Thursday, December 6, 2012

He Is Not Your Dog


I have spent two years hearing how this adorable daschund our Andy managed to adopt (thank you first wife) is not our dog, but Andy’s.

Now, no where in there do I mention how this dog suddenly became fully ours two years ago, how when we got him he was stuffed to the gills and wheezing, or what I had to go through to get him healthy, or how when we got him Mitch had just walked out of his job to start a new firm and how my income was really the only guaranteed income we had at the time or how we even borrowed the start-up money from my parents all the while holding down all of our expense and a new addition, with just my salary….. NO!

Nowhere do I mention how we are now fully and financially responsible for this pure-breed heap of something the first wife wanted but once she managed to F&%$K-UP her 4th marriage and was being foreclosed on and destined for a cheap apartment and could no longer afford nor have the pup, how we, out of the love and kindness of our hearts took on this dog for what was suppose to be 6 months tops!!!! NO!!!

I simply mention that I was told for two years that this was not “our dog”… aka “my dog.”

Now I say “my dog” because lets face it women build the home, we are the momma-bears and every living thing under that roof is guarded and loved-on by us momma-bears.

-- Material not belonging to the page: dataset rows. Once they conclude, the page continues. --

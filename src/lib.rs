pub mod config;
pub mod constants;
pub mod coordinates;
pub mod cse;
pub mod error;
pub mod guidance;
pub mod mission;
pub mod runtime;
pub mod simulator;
pub mod target;
pub mod telemetry;
pub mod upfg;
pub mod vector;
pub mod vehicle;

pub use error::{CoreError, CoreResult};
pub use mission::GuidanceCore;
pub mod coordinate_transformation;
pub mod kepler;

pub use coordinate_transformation::{ecef_to_eci, ecef_to_geodetic, eci_to_ecef, KinematicState};
pub use kepler::{cart_to_kepler, KeplerElements};
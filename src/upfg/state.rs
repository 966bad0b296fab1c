//! `UpfgState`: the predictor-corrector's carried variables (component
//! C5), per spec section 3. A value type threaded through cycles by
//! reference-in, value-out — never mutated via aliasing (design notes
//! section 9).

use crate::cse::CseWarmStart;
use nalgebra::Vector3;

/// Internal convergence state machine. Staging events reset `tb` to zero
/// but never reset convergence — a stage separation mid-burn does not
/// throw guidance back into `Uninitialized`.
#[derive(Debug, Clone, Copy, PartialEq, Eq)]
pub enum UpfgPhase {
    Uninitialized,
    Initialized,
    Converging,
    Converged,
}

#[derive(Debug, Clone)]
pub struct UpfgState {
    pub phase: UpfgPhase,
    pub cse: CseWarmStart,
    /// Position bias correcting for non-linear thrust curvature.
    pub rbias: Vector3<f64>,
    /// Desired cut-off position.
    pub rd: Vector3<f64>,
    /// Gravity displacement accumulated over the remaining burn.
    pub rgrav: Vector3<f64>,
    /// Position still to be gained to reach cut-off.
    pub rgo: Vector3<f64>,
    /// Time elapsed in the current stage since the last staging event.
    pub tb: f64,
    /// Simulation time of the last guidance cycle.
    pub t_last: f64,
    /// Time-to-go to cut-off.
    pub tgo: f64,
    /// Velocity at the last guidance cycle.
    pub v_last: Vector3<f64>,
    /// Velocity still to be gained.
    pub vgo: Vector3<f64>,
    /// Count of consecutive divergence failures since the last good cycle.
    pub consecutive_failures: u32,
}

impl UpfgState {
    pub fn uninitialized() -> Self {
        UpfgState {
            phase: UpfgPhase::Uninitialized,
            cse: CseWarmStart::default(),
            rbias: Vector3::zeros(),
            rd: Vector3::zeros(),
            rgrav: Vector3::zeros(),
            rgo: Vector3::zeros(),
            tb: 0.0,
            t_last: 0.0,
            tgo: 0.0,
            v_last: Vector3::zeros(),
            vgo: Vector3::zeros(),
            consecutive_failures: 0,
        }
    }

    /// Called by the consumer when the simulator advances a stage. UPFG's
    /// only reaction to the staging flag is zeroing `tb` (idempotent:
    /// duplicate delivery within the same cycle is harmless).
    pub fn notify_staging(&mut self) {
        self.tb = 0.0;
    }
}
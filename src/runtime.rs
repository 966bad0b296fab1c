//! Concurrency layer (SPEC_FULL.md section 3.5 / spec section 5): two
//! cooperating logical tasks, T_phys and T_guid, over one shared
//! `GuidanceCore` guarded by a single mutex. `tick_once` is the default,
//! single-thread driver the test suite and `main.rs` exercise;
//! `spawn_realtime` is the two-thread real-time variant.

use std::sync::atomic::{AtomicBool, Ordering};
use std::sync::{mpsc, Arc, Mutex};
use std::thread;
use std::time::Duration;

use crate::error::CoreError;
use crate::mission::GuidanceCore;

/// Run physics at `dt_sim` cadence and guidance every `guidance_ratio`
/// physics ticks, for `ticks` physics steps, single-threaded. This is
/// the interleaving the test suite uses: deterministic, no wall-clock
/// sleeps.
pub fn tick_once(core: &mut GuidanceCore, ticks: u32, guidance_ratio: u32) -> Result<(), CoreError> {
    for i in 0..ticks {
        if i % guidance_ratio.max(1) == 0 {
            core.advance_guidance()?;
        }
        core.advance_physics()?;
    }
    Ok(())
}

/// Cooperative cancellation signal shared between the two real-time
/// tasks; both check it at their own cadence boundary (spec section 5,
/// "Cancellation and timeouts").
#[derive(Clone, Default)]
pub struct CancelToken(Arc<AtomicBool>);

impl CancelToken {
    pub fn new() -> Self {
        CancelToken(Arc::new(AtomicBool::new(false)))
    }

    pub fn cancel(&self) {
        self.0.store(true, Ordering::SeqCst);
    }

    pub fn is_cancelled(&self) -> bool {
        self.0.load(Ordering::SeqCst)
    }
}

/// Spawn T_phys and T_guid as two real threads sharing `core` behind a
/// mutex, at wall-clock cadences `dt_sim/sim_speed` and
/// `dt_guidance/sim_speed`. Returns the join handles and a `CancelToken`
/// the caller can use to stop both tasks at their next cadence boundary.
/// Errors encountered by either task are forwarded on `error_tx` and the
/// task exits; it does not panic across the thread boundary.
pub fn spawn_realtime(
    core: Arc<Mutex<GuidanceCore>>,
    dt_sim: f64,
    dt_guidance: f64,
    sim_speed: f64,
) -> (CancelToken, mpsc::Receiver<CoreError>, thread::JoinHandle<()>, thread::JoinHandle<()>) {
    let cancel = CancelToken::new();
    let (error_tx, error_rx) = mpsc::channel();

    let phys_core = Arc::clone(&core);
    let phys_cancel = cancel.clone();
    let phys_tx = error_tx.clone();
    let phys_sleep = Duration::from_secs_f64((dt_sim / sim_speed).max(0.0));
    let phys_handle = thread::spawn(move || {
        while !phys_cancel.is_cancelled() {
            let result = {
                let mut guard = phys_core.lock().expect("guidance core mutex poisoned");
                guard.advance_physics()
            };
            if let Err(err) = result {
                let _ = phys_tx.send(err);
                break;
            }
            thread::sleep(phys_sleep);
        }
    });

    let guid_core = Arc::clone(&core);
    let guid_cancel = cancel.clone();
    let guid_tx = error_tx;
    let guid_sleep = Duration::from_secs_f64((dt_guidance / sim_speed).max(0.0));
    let guid_handle = thread::spawn(move || {
        while !guid_cancel.is_cancelled() {
            let result = {
                let mut guard = guid_core.lock().expect("guidance core mutex poisoned");
                guard.advance_guidance()
            };
            if let Err(err) = result {
                let _ = guid_tx.send(err);
                break;
            }
            thread::sleep(guid_sleep);
        }
    });

    (cancel, error_rx, phys_handle, guid_handle)
}
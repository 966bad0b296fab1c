//! Vector/orbital primitives (component C1): 3-vector helpers, Rodrigues
//! rotation, spherical<->Cartesian conversion, local tangent frames, and
//! launch-azimuth geometry. These are the small pure functions every other
//! component builds on.

use crate::constants::{MU, OMEGA_E, RE};
use nalgebra as na;

/// Normalize, falling back to `previous` instead of producing NaN for a
/// zero-length vector (spec section 7, numerical-singularity fallback).
pub fn try_normalize(v: &na::Vector3<f64>, previous: &na::Vector3<f64>) -> na::Vector3<f64> {
    let mag = v.magnitude();
    if mag < 1e-9 {
        *previous
    } else {
        v / mag
    }
}

/// Standard spherical-to-Cartesian conversion, Z as the polar axis.
pub fn sph_to_cart(lat: f64, lon: f64, r: f64) -> na::Vector3<f64> {
    na::Vector3::new(
        r * lat.cos() * lon.cos(),
        r * lat.cos() * lon.sin(),
        r * lat.sin(),
    )
}

/// Local east unit vector at position `r` (ECI/ECEF, either works since
/// this only depends on direction).
pub fn east_unit(r: &na::Vector3<f64>) -> na::Vector3<f64> {
    try_normalize(
        &na::Vector3::new(-r.y, r.x, 0.0),
        &na::Vector3::new(0.0, 1.0, 0.0),
    )
}

/// Local north unit vector at position `r`.
pub fn north_unit(r: &na::Vector3<f64>) -> na::Vector3<f64> {
    let r_hat = try_normalize(r, &na::Vector3::new(0.0, 0.0, 1.0));
    let e = east_unit(r);
    try_normalize(&r_hat.cross(&e), &na::Vector3::new(0.0, 0.0, 1.0))
}

/// Build a velocity vector from speed/flight-path-angle/heading at a given
/// position, in the local (east, north, up) frame.
pub fn compute_velocity(
    r: &na::Vector3<f64>,
    speed: f64,
    fpa: f64,
    heading: f64,
) -> na::Vector3<f64> {
    let up = try_normalize(r, &na::Vector3::new(0.0, 0.0, 1.0));
    let north = north_unit(r);
    let east = east_unit(r);

    let horizontal = heading.cos() * north + heading.sin() * east;
    speed * (fpa.cos() * horizontal + fpa.sin() * up)
}

/// Rodrigues' rotation formula: rotate `v` by `angle_rad` about `axis`
/// (assumed unit length).
pub fn rodrigues(v: &na::Vector3<f64>, axis: &na::Vector3<f64>, angle_rad: f64) -> na::Vector3<f64> {
    let (s, c) = angle_rad.sin_cos();
    v * c + axis.cross(v) * s + axis * (axis.dot(v)) * (1.0 - c)
}

/// Orbit-normal unit vector for a given inclination/LAN pair.
pub fn orbit_normal(inc: f64, lan: f64) -> na::Vector3<f64> {
    na::Vector3::new(inc.sin() * lan.sin(), -inc.sin() * lan.cos(), inc.cos())
}

/// Two-body gravitational acceleration at position `r` (ECI), Earth-only.
pub fn grav_accel(r: &na::Vector3<f64>) -> na::Vector3<f64> {
    let r_mag = r.magnitude();
    -MU * r / (r_mag * r_mag * r_mag)
}

/// Launch azimuth (heading, radians from north) needed to reach orbital
/// inclination `inc` from launch latitude `lat`, corrected for Earth's
/// rotation given the desired inertial orbital speed `v_orbit`.
///
/// Returns `None` if `inc` is unreachable from `lat` (|cos(inc)/cos(lat)| > 1).
pub fn launch_azimuth_rotating(lat: f64, inc: f64, v_orbit: f64) -> Option<f64> {
    let ratio = inc.cos() / lat.cos();
    if ratio.abs() > 1.0 {
        return None;
    }
    let a = ratio.asin();
    let corrected = (v_orbit * a.sin() - OMEGA_E * RE * lat.cos()).atan2(v_orbit * a.cos());
    Some(corrected)
}

#[cfg(test)]
mod tests {
    use super::*;
    use approx::assert_abs_diff_eq;

    #[test]
    fn rodrigues_round_trip() {
        let v = na::Vector3::new(1.0, 2.0, 3.0);
        let axis = na::Vector3::new(0.0, 0.0, 1.0);
        let rotated = rodrigues(&v, &axis, 0.7);
        let back = rodrigues(&rotated, &axis, -0.7);
        assert_abs_diff_eq!(back, v, epsilon = 1e-5);
    }

    #[test]
    fn orbit_normal_is_unit_and_iy_is_negated() {
        let n = orbit_normal(28.5_f64.to_radians(), 45.0_f64.to_radians());
        assert_abs_diff_eq!(n.magnitude(), 1.0, epsilon = 1e-5);
        let iy = -n;
        assert_abs_diff_eq!(iy.magnitude(), 1.0, epsilon = 1e-5);
    }

    #[test]
    fn launch_azimuth_equatorial_value() {
        let az = launch_azimuth_rotating(0.0, 0.0, 7800.0).unwrap();
        assert_abs_diff_eq!(az, std::f64::consts::FRAC_PI_2, epsilon = 1e-3);
    }

    #[test]
    fn launch_azimuth_unreachable_inclination() {
        // Launching from 60 deg latitude cannot reach an equatorial orbit.
        assert!(launch_azimuth_rotating(60.0_f64.to_radians(), 0.0, 7800.0).is_none());
    }

    #[test]
    fn try_normalize_falls_back_on_zero_vector() {
        let prev = na::Vector3::new(0.0, 1.0, 0.0);
        let result = try_normalize(&na::Vector3::zeros(), &prev);
        assert_eq!(result, prev);
    }
}
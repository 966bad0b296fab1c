// Physical constants shared by every component. Values must match exactly
// for bit-comparable trajectories against reference runs (spec section 6).

/// Earth mean radius, meters.
pub const RE: f64 = 6_371_000.0;
/// Earth gravitational parameter, m^3/s^2.
pub const MU: f64 = 3.986e14;
/// Standard gravity, m/s^2.
pub const G0: f64 = 9.80665;
/// Earth rotation rate, rad/s.
pub const OMEGA_E: f64 = 7.2921150e-5;

pub const PI: f64 = std::f64::consts::PI;
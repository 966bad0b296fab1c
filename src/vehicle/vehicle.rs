//! Vehicle: the ordered stage list, index 0 burning (component C3).

use super::stage::{Stage, StageMode};
use crate::error::CoreError;

#[derive(Debug, Clone)]
pub struct Vehicle {
    stages: Vec<Stage>,
    /// Counter for synthetic ids minted by `split_if_accel_limited`, kept
    /// well above any id a mission file would plausibly assign.
    next_split_id: u32,
}

impl Vehicle {
    pub fn new(stages: Vec<Stage>) -> Result<Self, CoreError> {
        if stages.is_empty() {
            return Err(CoreError::Config("vehicle has no stages".into()));
        }
        for stage in &stages {
            stage.validate()?;
        }
        Ok(Vehicle {
            stages,
            next_split_id: 1_000_000,
        })
    }

    pub fn current_stage(&self) -> Option<&Stage> {
        self.stages.first()
    }

    pub fn stages(&self) -> &[Stage] {
        &self.stages
    }

    pub fn is_empty(&self) -> bool {
        self.stages.is_empty()
    }

    pub fn len(&self) -> usize {
        self.stages.len()
    }

    /// Remove stage 0. Must be called exactly when live mass drops below
    /// the current stage's dry mass.
    pub fn advance_stage(&mut self) -> Result<(), CoreError> {
        if self.stages.is_empty() {
            return Err(CoreError::PropellantExhausted { stage_id: 0 });
        }
        self.stages.remove(0);
        Ok(())
    }

    /// Clone of the vehicle with the last stage dropped — used by UPFG
    /// when cycle 3 discovers the vehicle has more stages than needed.
    pub fn without_last_stage(&self) -> Vehicle {
        let mut stages = self.stages.clone();
        stages.pop();
        Vehicle {
            stages,
            next_split_id: self.next_split_id,
        }
    }

    /// Opportunistic constant-thrust/constant-accel split for the current
    /// stage, evaluated against the vehicle's live `mass`. Returns `true`
    /// if a split was performed (the caller must restart its cycle with
    /// the updated stage list).
    ///
    /// A mode-2 stage only behaves as acceleration-limited once thrust /
    /// mass reaches `accel_limit * g0`; while `mass` is still above that
    /// threshold mass, the remaining burn down to the threshold is
    /// constant-thrust. This splits stage 0 in place into that
    /// constant-thrust prefix (new mode-1 stage, using the *live* mass as
    /// its wet mass) and a constant-accel remainder, preserving total
    /// remaining propellant (mass - dry_mass) across the split.
    pub fn split_if_accel_limited(&mut self, mass: f64) -> bool {
        let Some(stage0) = self.stages.first().cloned() else {
            return false;
        };
        if stage0.mode != StageMode::ConstantAccel {
            return false;
        }
        let split_mass = stage0.accel_limited_mass();
        if mass <= split_mass || split_mass <= stage0.dry_mass {
            // Already acceleration-limited, or the limit is unreachable
            // within this stage's propellant: nothing to split.
            return false;
        }

        let prefix = Stage {
            id: stage0.id,
            mode: StageMode::ConstantThrust,
            accel_limit: stage0.accel_limit,
            wet_mass: mass,
            dry_mass: split_mass,
            thrust: stage0.thrust,
            isp: stage0.isp,
        };
        let remainder = Stage {
            id: self.next_split_id,
            mode: StageMode::ConstantAccel,
            accel_limit: stage0.accel_limit,
            wet_mass: split_mass,
            dry_mass: stage0.dry_mass,
            thrust: stage0.thrust,
            isp: stage0.isp,
        };
        self.next_split_id += 1;

        self.stages[0] = prefix;
        self.stages.insert(1, remainder);
        true
    }
}

#[cfg(test)]
mod tests {
    use super::*;
    use crate::constants::G0;
    use crate::vehicle::stage::StageBuilder;

    fn accel_limited_stage() -> Stage {
        StageBuilder::new(1)
            .mode(StageMode::ConstantAccel)
            .accel_limit(4.0) // 4g ceiling
            .wet_mass(10_000.0)
            .dry_mass(2_000.0)
            .thrust(200_000.0) // split mass = 200000/(4*9.80665) ~ 5098 kg
            .isp(320.0)
            .build()
            .unwrap()
    }

    #[test]
    fn advance_stage_removes_stage_zero() {
        let mut v = Vehicle::new(vec![
            StageBuilder::new(1).wet_mass(10.0).dry_mass(1.0).thrust(10.0).isp(300.0).build().unwrap(),
            StageBuilder::new(2).wet_mass(10.0).dry_mass(1.0).thrust(10.0).isp(300.0).build().unwrap(),
        ])
        .unwrap();
        assert_eq!(v.current_stage().unwrap().id, 1);
        v.advance_stage().unwrap();
        assert_eq!(v.current_stage().unwrap().id, 2);
    }

    #[test]
    fn no_split_while_above_accel_limit_threshold_mass() {
        let mut v = Vehicle::new(vec![accel_limited_stage()]).unwrap();
        let split = v.split_if_accel_limited(9_000.0);
        assert!(!split);
        assert_eq!(v.len(), 1);
    }

    #[test]
    fn splits_exactly_once_preserving_propellant() {
        let stage = accel_limited_stage();
        let mut v = Vehicle::new(vec![stage.clone()]).unwrap();
        let live_mass = 6_000.0; // above split mass (~5098 kg)
        let split_mass = stage.accel_limited_mass();
        assert!(live_mass > split_mass);

        let split = v.split_if_accel_limited(live_mass);
        assert!(split);
        assert_eq!(v.len(), 2);

        let prefix = &v.stages()[0];
        let remainder = &v.stages()[1];
        assert_eq!(prefix.mode, StageMode::ConstantThrust);
        assert_eq!(remainder.mode, StageMode::ConstantAccel);

        let total_propellant = prefix.propellant_mass() + remainder.propellant_mass();
        let original_remaining_propellant = live_mass - stage.dry_mass;
        assert!((total_propellant - original_remaining_propellant).abs() < 1e-6);

        // Already-limited: no further split on the remainder.
        let mut v2 = v.clone();
        assert!(!v2.split_if_accel_limited(split_mass - 1.0));
    }

    #[test]
    fn without_last_stage_drops_terminal_stage() {
        let v = Vehicle::new(vec![
            StageBuilder::new(1).wet_mass(10.0).dry_mass(1.0).thrust(10.0).isp(300.0).build().unwrap(),
            StageBuilder::new(2).wet_mass(10.0).dry_mass(1.0).thrust(10.0).isp(300.0).build().unwrap(),
        ])
        .unwrap();
        let trimmed = v.without_last_stage();
        assert_eq!(trimmed.len(), 1);
        assert_eq!(trimmed.current_stage().unwrap().id, 1);
    }

    #[test]
    fn g0_constant_matches_spec() {
        assert!((G0 - 9.80665).abs() < 1e-12);
    }
}
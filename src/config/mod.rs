pub mod mission;

pub use mission::{GuidanceSpec, MissionConfig, OrbitSpec, SimulatorSpec, StageSpec};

Well for two years, while Andy was not around, Mitch would manage to catch me loving on “my boys” (Romeo our 14 year old cat, Charlie our 2 year old terrier mix, and now Tremor our 5 year old daschund) and remind me that Tremor is not “my boy” but Andy’s… So for two years I played a wonderful game of attach, detach, attach, detach, love him to death, try to separate, attach, detach…. FUN!!!!!! He was so “my boy” that when we went on vacations do you want to know who took care of Andy’s dog…. My parents; my parents whom Mitch’s kids have refused to meet!!!! My family cared for a dog I never got to remotely claim as “my dog” without being corrected on whose dog he actually was.

Why am I so bitter now after all this time you ask? Well that is simple really, you see right when I had my surgery we came home to “my boys,” because again the “kids” didn’t know I was having surgery, and found Tremor acting a little off; sadly I was too drugged to really pay attention, however over the next couple of days as I recovered he worsened, and this morning he woke-up without any use of his back legs. A trip to the vet revealed he has IVDD (Intervertebral Disk Disease). So what do I do? I jump into mommy mode and am on the doctors with a hundred questions and am ready to spend anything to make “my baby boy” better (I know, I am super attached to my furry babies but after 3 miscarriages you do not get to judge!!!), but then the inevitable "he is Andy’s dog" comes into play and I find myself finally hearing it this time.

I take a step back, okay I get it now! I will get him healthy (over the next 2 months) and he will go home with Andy and the first wife; okay, I can handle that. I can wrap my brain around that, only that is not that…. NO! Now hours later (10pm to be precise) Mitch and I get into a fight because now he is upset that “our boy” is possibly in pain and in a hospital and we don’t know how he will be tomorrow!!!! ARE YOU FREAKING KIDDING ME!?!?!?! Now we get to be attached?!?!?!? Now he is “our dog”?!?!?!?

I am stewing!

For two years I have played this sick yo-yo game, today I cried and held a shaking, paralyzed dog that I am seriously attached too, and tonight he wants to fight me because I finally heard him and I am not willing to tell him what “in an ideal world I would like to hear.” Really?!?!? Like I am stupid enough to walk into that double edged sword/booby-trap! So then what happens, he gets mad at me for not talking about it, because I am “the talker!”

There is no wining this one!

Second Wife Drama, it never ends, it changes its shape and form sometimes, but it rears its ugly head just when things seem to be moving along too nicely or quietly.